Change git cache download from GS git directory directly.
Bug: 943696
Change-Id: Ibe473effbf18d5635736c3ca0ab0ef0bbf21be8b
Reviewed-on: https://chromium-review.googlesource.com/c/chromium/tools/depot_tools/+/1575003
Reviewed-by: Andrii Shyshkalov <tandrii@chromium.org>
Commit-Queue: Karen Qian <karenqian@google.com>
diff --git a/git_cache.py b/git_cache.py
index bd534d0..5bc15d7 100755
--- a/git_cache.py
+++ b/git_cache.py
@@ -376,87 +376,54 @@
     """
     if not self.bootstrap_bucket:
       return False
-    python_fallback = (
-        (sys.platform.startswith('win') and
-          not gclient_utils.FindExecutable('7z')) or
-        (not gclient_utils.FindExecutable('unzip')) or
-        ('ZIP64_SUPPORT' not in subprocess.check_output(["unzip", "-v"]))
-    )
 
-    gs_folder = 'gs://%s/%s' % (self.bootstrap_bucket, self.basedir)
     gsutil = Gsutil(self.gsutil_exe, boto_path=None)
-    # Get the most recent version of the zipfile.
-    _, ls_out, ls_err = gsutil.check_call('ls', gs_folder)
 
-    def compare_filenames(a, b):
-      # |a| and |b| look like gs://.../.../9999.zip. They both have the same
-      # gs://bootstrap_bucket/basedir/ prefix because they come from the same
-      # `gsutil ls`.
-      # This function only compares the numeral parts before .zip.
-      regex_pattern = r'/(\d+)\.zip$'
-      match_a = re.search(regex_pattern, a)
-      match_b = re.search(regex_pattern, b)
-      if (match_a is not None) and (match_b is not None):
-        num_a = int(match_a.group(1))
-        num_b = int(match_b.group(1))
-        return cmp(num_a, num_b)
-      # If it doesn't match the format, fallback to string comparison.
-      return cmp(a, b)
+    # Get the most recent version of the directory.
+    # This is determined from the most recent version of a .ready file.

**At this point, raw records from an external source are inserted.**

//! Ordered identity sets used for row selection and row expansion.
//!
//! Membership is all that matters for correctness, but insertion order is
//! kept: toggling a new key appends it, toggling an existing key removes it
//! and leaves the rest in place.

use std::fmt;

#[derive(Clone)]
pub struct IdentitySet<K> {
    keys: Vec<K>,
}

/// Equality is membership; insertion order is not compared.
impl<K: PartialEq> PartialEq for IdentitySet<K> {
    fn eq(&self, other: &Self) -> bool {
        self.keys.len() == other.keys.len() && self.keys.iter().all(|k| other.keys.contains(k))
    }
}

impl<K: Eq> Eq for IdentitySet<K> {}

impl<K> Default for IdentitySet<K> {
    fn default() -> Self {
        Self { keys: Vec::new() }
    }
}

impl<K: fmt::Debug> fmt::Debug for IdentitySet<K> {
    fn fmt(&self, f: &mut fmt::Formatter<'_>) -> fmt::Result {
        f.debug_set().entries(self.keys.iter()).finish()
    }
}

impl<K: PartialEq + Clone> IdentitySet<K> {
    pub fn new() -> Self {
        Self::default()
    }

    /// Select-all: exactly `keys`, in the given order, without repeats.
    pub fn from_keys<I: IntoIterator<Item = K>>(keys: I) -> Self {
        let mut set = Self::new();
        for key in keys {
            if !set.contains(&key) {
                set.keys.push(key);
            }
        }
        set
    }

    pub fn toggled(&self, key: K) -> Self {
        let mut keys = self.keys.clone();
        match keys.iter().position(|k| *k == key) {
            Some(index) => {
                keys.remove(index);
            }
            None => keys.push(key),
        }
        Self { keys }
    }

    pub fn cleared(&self) -> Self {
        Self::new()
    }

    pub fn contains(&self, key: &K) -> bool {
        self.keys.contains(key)
    }

    pub fn len(&self) -> usize {
        self.keys.len()
    }

    pub fn is_empty(&self) -> bool {
        self.keys.is_empty()
    }

    pub fn iter(&self) -> std::slice::Iter<'_, K> {
        self.keys.iter()
    }

    pub fn as_slice(&self) -> &[K] {
        &self.keys
    }

    /// How many of `keys` are members.
    pub fn count_in<'a, I>(&self, keys: I) -> usize
    where
        I: IntoIterator<Item = &'a K>,
        K: 'a,
    {
        keys.into_iter().filter(|k| self.contains(k)).count()
    }
}

impl<'a, K> IntoIterator for &'a IdentitySet<K> {
    type Item = &'a K;
    type IntoIter = std::slice::Iter<'a, K>;

    fn into_iter(self) -> Self::IntoIter {
        self.keys.iter()
    }
}

/// State of the header select-all checkbox.
#[derive(Debug, Clone, Copy, PartialEq, Eq)]
pub enum HeaderCheck {
    Unchecked,
    Indeterminate,
    Checked,
}

impl HeaderCheck {
    pub fn of(num_selected: usize, row_count: usize) -> Self {
        if row_count > 0 && num_selected == row_count {
            HeaderCheck::Checked
        } else if num_selected > 0 && num_selected < row_count {
            HeaderCheck::Indeterminate
        } else {
            HeaderCheck::Unchecked
        }
    }

    pub fn symbol(&self) -> &'static str {
        match self {
            HeaderCheck::Unchecked => "[ ]",
            HeaderCheck::Indeterminate => "[-]",
            HeaderCheck::Checked => "[x]",
        }
    }
}
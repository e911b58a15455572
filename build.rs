use clap::CommandFactory;
use std::env;
use std::fs;
use std::io;
use std::path::PathBuf;

fn main() -> io::Result<()> {
    println!("cargo:rerun-if-changed=crates/sensortui-cli/src/lib.rs");

    // Generate manpage using clap_mangen
    let cmd = sensortui_cli::Args::command();
    let man = clap_mangen::Man::new(cmd);
    let mut buffer: Vec<u8> = Default::default();
    man.render(&mut buffer)?;

    let out_dir = match env::var("OUT_DIR") {
        Ok(dir) => PathBuf::from(dir),
        Err(e) => return Err(io::Error::new(io::ErrorKind::NotFound, e)),
    };
    fs::write(out_dir.join("sensortui.1"), &buffer)?;

    // In release mode, also write to target/release/ for packaging
    if env::var("PROFILE").unwrap_or_default() == "release" {
        if let Some(release_dir) = out_dir.ancestors().nth(3) {
            fs::write(release_dir.join("sensortui.1"), &buffer)?;
        }
    }

    Ok(())
}
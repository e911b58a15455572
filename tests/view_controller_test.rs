mod common;

use common::{device, device_with, fleet};
use sensortui::record::DeviceStatus;
use sensortui::selection::HeaderCheck;
use sensortui::view::derive_view;
use sensortui::{
    FilterMode, Record, SortDirection, SortField, TableController, TableView, ViewAction,
    ViewState,
};

fn ids(view: &TableView) -> Vec<i64> {
    view.rows.iter().map(|r| r.record.id).collect()
}

fn names(view: &TableView) -> Vec<String> {
    view.rows.iter().map(|r| r.record.name.clone()).collect()
}

fn loaded(records: Vec<Record>) -> TableController {
    let mut controller = TableController::default();
    controller.replace_records(records);
    controller
}

#[test]
fn test_equal_ids_keep_input_order() {
    let records = vec![device(1, "A"), device(2, "B"), device(1, "A2")];
    let view = derive_view(&records, &ViewState::default(), FilterMode::Literal);
    assert_eq!(names(&view), vec!["A", "A2", "B"]);

    // Descending reverses the comparator but ties still keep input order.
    let state = ViewState::default().apply(
        ViewAction::RequestSort(SortField::Id),
        &records,
        FilterMode::Literal,
    );
    assert_eq!(state.order(), SortDirection::Desc);
    let view = derive_view(&records, &state, FilterMode::Literal);
    assert_eq!(names(&view), vec!["B", "A", "A2"]);
}

#[test]
fn test_literal_filter_escapes_metacharacters() {
    let mut controller = loaded(vec![
        device(1, "sensor.1"),
        device(2, "sensor21"),
        device(3, "other"),
    ]);
    controller.dispatch(ViewAction::SetFilterText("sensor.1".to_string()));
    assert_eq!(names(controller.view()), vec!["sensor.1"]);

    controller.set_filter_mode(FilterMode::Regex);
    assert_eq!(names(controller.view()), vec!["sensor.1", "sensor21"]);
}

#[test]
fn test_last_page_is_padded() {
    let mut controller = loaded(fleet(7));
    controller.dispatch(ViewAction::ChangePage(1));
    let view = controller.view();
    assert_eq!(ids(view), vec![6, 7]);
    assert_eq!(view.empty_rows, 3);
    assert_eq!(view.displayed_rows_label(), "6–7 of 7");
}

#[test]
fn test_selection_keeps_order_and_survives_select_all() {
    let records = vec![device(1, "X"), device(2, "Y"), device(3, "Z")];
    let mut controller = loaded(records);
    controller.dispatch(ViewAction::ToggleSelect(1));
    controller.dispatch(ViewAction::SelectAll(true));
    assert_eq!(controller.state().selected.as_slice(), &[1, 2, 3]);
    controller.dispatch(ViewAction::ToggleSelect(1));
    assert_eq!(controller.state().selected.as_slice(), &[2, 3]);
    assert_eq!(controller.view().header_check(), HeaderCheck::Indeterminate);

    controller.dispatch(ViewAction::SelectAll(false));
    assert!(controller.state().selected.is_empty());
    assert_eq!(controller.view().header_check(), HeaderCheck::Unchecked);
}

#[test]
fn test_select_all_only_covers_filtered_devices() {
    let mut controller = loaded(fleet(12));
    controller.dispatch(ViewAction::SetFilterText("sensor-1".to_string()));
    // sensor-1, sensor-10, sensor-11, sensor-12
    assert_eq!(controller.view().total_filtered, 4);
    controller.dispatch(ViewAction::SelectAll(true));
    assert_eq!(controller.state().selected.as_slice(), &[1, 10, 11, 12]);
    assert!(controller.view().all_selected());

    // Selection outlives the filter that produced it.
    controller.dispatch(ViewAction::SetFilterText(String::new()));
    let view = controller.view();
    assert_eq!(view.header_check(), HeaderCheck::Indeterminate);
    assert!(view.rows[0].selected);
    assert!(!view.rows[1].selected);
}

#[test]
fn test_filter_reset_restores_every_device() {
    let mut controller = loaded(fleet(30));
    for text in ["s", "se", "sensor-2", "sensor-2x", "sensor-2", "sensor", ""] {
        controller.dispatch(ViewAction::SetFilterText(text.to_string()));
    }
    assert_eq!(controller.view().total_filtered, 30);
    assert_eq!(controller.records().len(), 30);
}

#[test]
fn test_filter_clamps_page() {
    let mut controller = loaded(fleet(30));
    controller.dispatch(ViewAction::ChangePage(5));
    assert_eq!(controller.state().page, 5);
    controller.dispatch(ViewAction::SetFilterText("sensor-1".to_string()));
    // sensor-1 and sensor-10..=19 fit on three pages of five
    assert_eq!(controller.view().total_filtered, 11);
    assert_eq!(controller.state().page, 2);
    assert_eq!(ids(controller.view()), vec![19]);
}

#[test]
fn test_new_data_keeps_view_state() {
    let mut controller = loaded(fleet(20));
    controller.dispatch(ViewAction::ToggleSelect(3));
    controller.dispatch(ViewAction::ToggleExpand(4));
    controller.dispatch(ViewAction::ChangePage(3));

    controller.replace_records(fleet(8));
    assert_eq!(controller.state().page, 1);
    assert!(controller.state().selected.contains(&3));
    assert!(controller.state().expanded.contains(&4));
    assert_eq!(ids(controller.view()), vec![6, 7, 8]);
    assert_eq!(controller.generation(), 2);
}

#[test]
fn test_sort_by_status_then_temperature() {
    let records = vec![
        device_with(1, "a", 30.0, DeviceStatus::Healthy),
        device_with(2, "b", 10.0, DeviceStatus::Error),
        device_with(3, "c", 20.0, DeviceStatus::Connected),
    ];
    let mut controller = loaded(records);
    controller.dispatch(ViewAction::RequestSort(SortField::Status));
    assert_eq!(names(controller.view()), vec!["c", "b", "a"]);

    controller.dispatch(ViewAction::RequestSort(SortField::CurrentTemperature));
    assert_eq!(controller.state().order(), SortDirection::Asc);
    assert_eq!(names(controller.view()), vec!["b", "c", "a"]);
    controller.dispatch(ViewAction::RequestSort(SortField::CurrentTemperature));
    assert_eq!(names(controller.view()), vec!["a", "c", "b"]);
}

#[test]
fn test_pages_cover_the_filtered_sequence() {
    for page_size in [5usize, 10, 25] {
        for n in 0..50i64 {
            let records = fleet(n);
            let base = ViewState::default()
                .with_page_size(page_size)
                .apply(
                    ViewAction::RequestSort(SortField::Name),
                    &records,
                    FilterMode::Literal,
                );
            let full = derive_view(
                &records,
                &base.clone().with_page_size(usize::MAX),
                FilterMode::Literal,
            );

            let pages = derive_view(&records, &base, FilterMode::Literal).page_count();
            let mut seen = Vec::new();
            for page in 0..pages {
                let state =
                    base.apply(ViewAction::ChangePage(page), &records, FilterMode::Literal);
                let view = derive_view(&records, &state, FilterMode::Literal);
                assert!(view.rows.len() <= page_size);
                if page > 0 {
                    assert_eq!(view.rows.len() + view.empty_rows, page_size);
                } else {
                    assert_eq!(view.empty_rows, 0);
                }
                seen.extend(ids(&view));
            }
            assert_eq!(seen, ids(&full), "page_size {} n {}", page_size, n);
        }
    }
}

#[test]
fn test_negative_ids_sort_and_select() {
    let mut controller = loaded(vec![device(3, "c"), device(-5, "a"), device(-1, "b")]);
    assert_eq!(ids(controller.view()), vec![-5, -1, 3]);
    controller.dispatch(ViewAction::ToggleSelect(-1));
    controller.dispatch(ViewAction::ToggleExpand(-5));
    let view = controller.view();
    assert!(view.rows[0].expanded);
    assert!(view.rows[1].selected);
}
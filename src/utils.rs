use chrono::{DateTime, Datelike as _, Days, FixedOffset, NaiveDate, Weekday};
use rust_decimal::Decimal;

use crate::consts::SECONDS_PER_HOUR;

pub fn is_weekend(date: NaiveDate) -> bool {
    matches!(date.weekday(), Weekday::Sat | Weekday::Sun)
}

/// Counts Monday to Friday dates in `[start, end]`.
pub fn count_working_days(mut start: NaiveDate, end: NaiveDate) -> i64 {
    let mut working_days = 0;

    while start <= end {
        if !is_weekend(start) {
            working_days += 1;
        }

        let Some(next) = start.checked_add_days(Days::new(1)) else {
            break
        };
        start = next;
    }

    working_days
}

/// Elapsed hours between two instants, negative when `end` precedes `start`.
pub fn hours_between(start: &DateTime<FixedOffset>, end: &DateTime<FixedOffset>) -> Decimal {
    let seconds = end.signed_duration_since(*start).num_seconds();

    Decimal::from(seconds) / Decimal::from(SECONDS_PER_HOUR)
}
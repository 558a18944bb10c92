use sea_orm_migration::prelude::*;
use sha2::Digest as _;

use crate::m20250901_000001_payroll_schema::{EmployeeProfile, User};

const ADMIN_ID: u128 = 12345;

fn seeded_id(i: u128) -> SimpleExpr {
    Expr::val(format!("{i:032x}")).cast_as("uuid")
}

#[derive(DeriveMigrationName)]
pub struct Migration;

#[async_trait::async_trait]
impl MigrationTrait for Migration {
    async fn up(&self, manager: &SchemaManager) -> Result<(), DbErr> {
        let time = Expr::val("2025-09-01T00:00:00.000Z").cast_as("timestamptz");

        let hashed_password = &sha2::Sha256::digest("admin:admin")[..];

        manager
            .exec_stmt(Query::insert()
                .into_table(User::Table)
                .columns(["id", "created_at", "updated_at", "username", "password", "role"])
                .values_panic([seeded_id(ADMIN_ID), time.clone(), time.clone(), "admin".into(), hashed_password.into(), Expr::val("admin").cast_as("role_type")])
                .to_owned()
        ).await?;

        // 100 employees, each logging in with their username as password
        for i in 1..=100u128 {
            let username = i.to_string();
            let salary: i64 = rand::random_range(5_000_000..=20_000_000);

            let hashed_password = &sha2::Sha256::digest(format!("{username}:{username}"))[..];

            manager
                .exec_stmt(Query::insert()
                    .into_table(User::Table)
                    .columns(["id", "created_at", "updated_at", "username", "password", "role"])
                    .values_panic([seeded_id(i), time.clone(), time.clone(), username.into(), hashed_password.into(), Expr::val("employee").cast_as("role_type")])
                    .to_owned()
            ).await?;

            manager
                .exec_stmt(Query::insert()
                    .into_table(EmployeeProfile::Table)
                    .columns(["created_at", "updated_at", "created_by", "updated_by", "employee_id", "base_salary"])
                    .values_panic([time.clone(), time.clone(), seeded_id(ADMIN_ID), seeded_id(ADMIN_ID), seeded_id(i), Expr::val(salary).cast_as("numeric")])
                    .to_owned()
            ).await?;
        }

        Ok(())
    }

    async fn down(&self, manager: &SchemaManager) -> Result<(), DbErr> {
        manager
            .exec_stmt(Query::delete()
                .from_table(EmployeeProfile::Table)
                .to_owned()
        ).await?;

        for i in (1..=100u128).chain([ADMIN_ID]) {
            manager
                .exec_stmt(Query::delete()
                    .from_table(User::Table)
                    .and_where(Expr::col("id").eq(seeded_id(i)))
                    .to_owned()
            ).await?;
        }

        Ok(())
    }
}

+    # The .ready file is only uploaded when an entire directory has been
+    # uploaded to GS.
+    _, ls_out, ls_err = gsutil.check_call('ls', self._gs_path)
 
-    ls_out_sorted = sorted(ls_out.splitlines(), cmp=compare_filenames)
-    if not ls_out_sorted:
-      # This repo is not on Google Storage.
+    ready_file_pattern = re.compile(r'.*/(\d+).ready$')
+
+    objects = set(ls_out.strip().splitlines())
+    ready_dirs = []
+
+    for name in objects:
+      m = ready_file_pattern.match(name)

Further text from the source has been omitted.